Diaz-Lopez said the process started with deciding what mood to express and in what format to create her music.

Many scores from silent films are performed with a live orchestra, but Diaz-Lopez chose to do it electronically because it was more portable.

Charlie Chaplin

KU alumna and composer Emma Piazza's piece, "The Vagabond," uses violins and was recorded by her friends in her bedroom. It was performed during the Charlie Chaplin Silent Film Festival on Nov 4.

Diaz-Lopez said she has had several of her pieces performed live before. The piece used in the festival was called “loops,” a score made of various musical loops that merge different instrument styles from deep bass to classical violin, changing the mood of the scene.

Diaz-Lopez said it takes a lot of time, practice and editing to make the music synchronized with the action on screen. She said she’d spend about five hours a day editing over the course of a year.

"You have to go second by second to change the mood to correspond with the theme," Diaz-Lopez said.

Ferguson said Chaplin’s films were fair use and the student composers were free to experiment with their own versions of the film’s score. 

"You can take a more stylistic approach,” Ferguson said. “Susana takes a departure by adding more genres and Emma takes a more modern approach."

Charlie Chaplin

Susana Diaz-Lopez, a student from Washburn University, composed "loops," a series of repeating musical numbers. The song was performed during the Charlie Chaplin Silent Film Festival on Nov 4.

Chaplin starred in many silent movies in the early 1900s. Each of his films typically featured a humorous plot with Chaplin's exaggerated physical comedy. The festival featured two of Chaplin's early films: “The Immigrant” and “The Vagabond.”

James Guiraud, a silent film enthusiast, came from Topeka to attend the festival and described why he valued the movie medium.

"It's really interesting to me — to communicate without the ability to speak,” Guiraud said. “They have to communicate the emotion before you even know what they're talking about." 

Ferguson said he used to teach a film class at Washburn University and introduced many students to silent film and Chaplin. He said Chaplin's films serve a unique purpose for music students, especially in the realm of audio synchronization. 

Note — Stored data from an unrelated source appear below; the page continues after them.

//! HTTP servers: the API listener and the Prometheus metrics endpoint.
//!
//! Both run as tokio tasks. The metrics server binds its own port so it
//! can stay off the public listener.

use axum::{Router, routing::get};
use std::net::SocketAddr;
use tokio::net::TcpListener;

/// Handler for GET /metrics - returns Prometheus metrics in text format.
async fn metrics_handler() -> String {
    crate::metrics::gather_metrics()
}

/// Run the HTTP server for Prometheus metrics.
///
/// Binds to `0.0.0.0:port` and serves the `/metrics` endpoint.
/// This is a long-running task that should be spawned in the background.
pub async fn run_metrics_server(port: u16) {
    let app = Router::new().route("/metrics", get(metrics_handler));

    let addr = SocketAddr::from(([0, 0, 0, 0], port));
    tracing::info!(%addr, "Prometheus HTTP server listening");

    let listener = match TcpListener::bind(&addr).await {
        Ok(listener) => listener,
        Err(e) => {
            tracing::error!(%addr, error = %e, "Failed to bind metrics server");
            return;
        }
    };

    if let Err(e) = axum::serve(listener, app).await {
        tracing::error!(error = %e, "Metrics server error");
    }
}

/// Serve the API on `addr` until Ctrl-C or SIGTERM.
pub async fn run_api_server(addr: SocketAddr, app: Router) -> std::io::Result<()> {
    let listener = TcpListener::bind(addr).await?;
    tracing::info!(addr = %listener.local_addr()?, "API server listening");
    axum::serve(listener, app)
        .with_graceful_shutdown(shutdown_signal())
        .await
}

async fn shutdown_signal() {
    let ctrl_c = async {
        if let Err(e) = tokio::signal::ctrl_c().await {
            tracing::error!(error = %e, "Failed to listen for Ctrl-C");
            std::future::pending::<()>().await;
        }
    };

    #[cfg(unix)]
    let terminate = async {
        match tokio::signal::unix::signal(tokio::signal::unix::SignalKind::terminate()) {
            Ok(mut sig) => {
                sig.recv().await;
            }
            Err(e) => {
                tracing::error!(error = %e, "Failed to listen for SIGTERM");
                std::future::pending::<()>().await;
            }
        }
    };

    #[cfg(not(unix))]
    let terminate = std::future::pending::<()>();

    tokio::select! {
        _ = ctrl_c => {},
        _ = terminate => {},
    }
    tracing::info!("Shutdown signal received");
}
//! Request authentication.
//!
//! `Authorization: token <api_key>:<api_secret>` identifies a user. A
//! request without the header runs as Guest; a header that does not check
//! out is rejected with 401.

use crate::db::Database;
use crate::error::ServiceError;
use crate::security::{CallerContext, secret};
use crate::state::AppState;
use async_trait::async_trait;
use axum::extract::FromRequestParts;
use axum::http::header::AUTHORIZATION;
use axum::http::request::Parts;
use tracing::{debug, error, warn};

const INVALID_CREDENTIALS: &str = "Invalid API credentials.";

/// Extractor yielding the [`CallerContext`] for a request.
pub struct Caller(pub CallerContext);

#[async_trait]
impl FromRequestParts<AppState> for Caller {
    type Rejection = ServiceError;

    async fn from_request_parts(parts: &mut Parts, state: &AppState) -> Result<Self, Self::Rejection> {
        let Some(value) = parts.headers.get(AUTHORIZATION) else {
            return Ok(Caller(CallerContext::guest()));
        };

        let header = value.to_str().map_err(|_| auth_failed())?;
        let (key, secret) = parse_token(header).ok_or_else(auth_failed)?;
        authenticate(&state.db, key, secret).await.map(Caller)
    }
}

fn auth_failed() -> ServiceError {
    ServiceError::AuthenticationFailed(INVALID_CREDENTIALS.to_string())
}

/// Split `token key:secret` into its parts.
pub fn parse_token(header: &str) -> Option<(&str, &str)> {
    let (scheme, rest) = header.trim().split_once(' ')?;
    if !scheme.eq_ignore_ascii_case("token") {
        return None;
    }
    let (key, secret) = rest.trim().split_once(':')?;
    if key.is_empty() || secret.is_empty() {
        return None;
    }
    Some((key, secret))
}

/// Check an API key/secret pair. Argon2 runs on the blocking pool.
pub async fn authenticate(db: &Database, key: &str, secret: &str) -> Result<CallerContext, ServiceError> {
    let creds = match db.users().credentials_by_api_key(key).await {
        Ok(Some(creds)) => creds,
        Ok(None) => {
            debug!(target: "security", "unknown api key");
            return Err(auth_failed());
        }
        Err(e) => {
            error!(error = %e, "credential lookup failed");
            return Err(ServiceError::internal("An error occurred during authentication."));
        }
    };

    if !creds.enabled {
        warn!(target: "security", user = %creds.user_id, "disabled user attempted to authenticate");
        return Err(auth_failed());
    }
    let Some(hash) = creds.api_secret_hash else {
        return Err(auth_failed());
    };

    let candidate = secret.to_string();
    let verified = tokio::task::spawn_blocking(move || secret::verify_secret(&candidate, &hash)).await;

    match verified {
        Ok(Ok(true)) => Ok(CallerContext::user(creds.user_id)),
        Ok(Ok(false)) => {
            warn!(target: "security", user = %creds.user_id, "api secret mismatch");
            Err(auth_failed())
        }
        Ok(Err(e)) => {
            warn!(target: "security", user = %creds.user_id, error = %e, "stored api secret hash is unreadable");
            Err(auth_failed())
        }
        Err(e) => {
            error!(error = %e, "secret verification task failed");
            Err(ServiceError::internal("An error occurred during authentication."))
        }
    }
}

Ferguson said timing is important to music composition, and many silent films from that era require the music to go in time with the action on screen, which is a unique test for composers to match. 

"It's a really good exercise for young composers because one of the important things is synchronizing sound to a film," Ferguson said. "When I was a young composer, I did a lot of synchronization, and I wanted to give these composers a chance."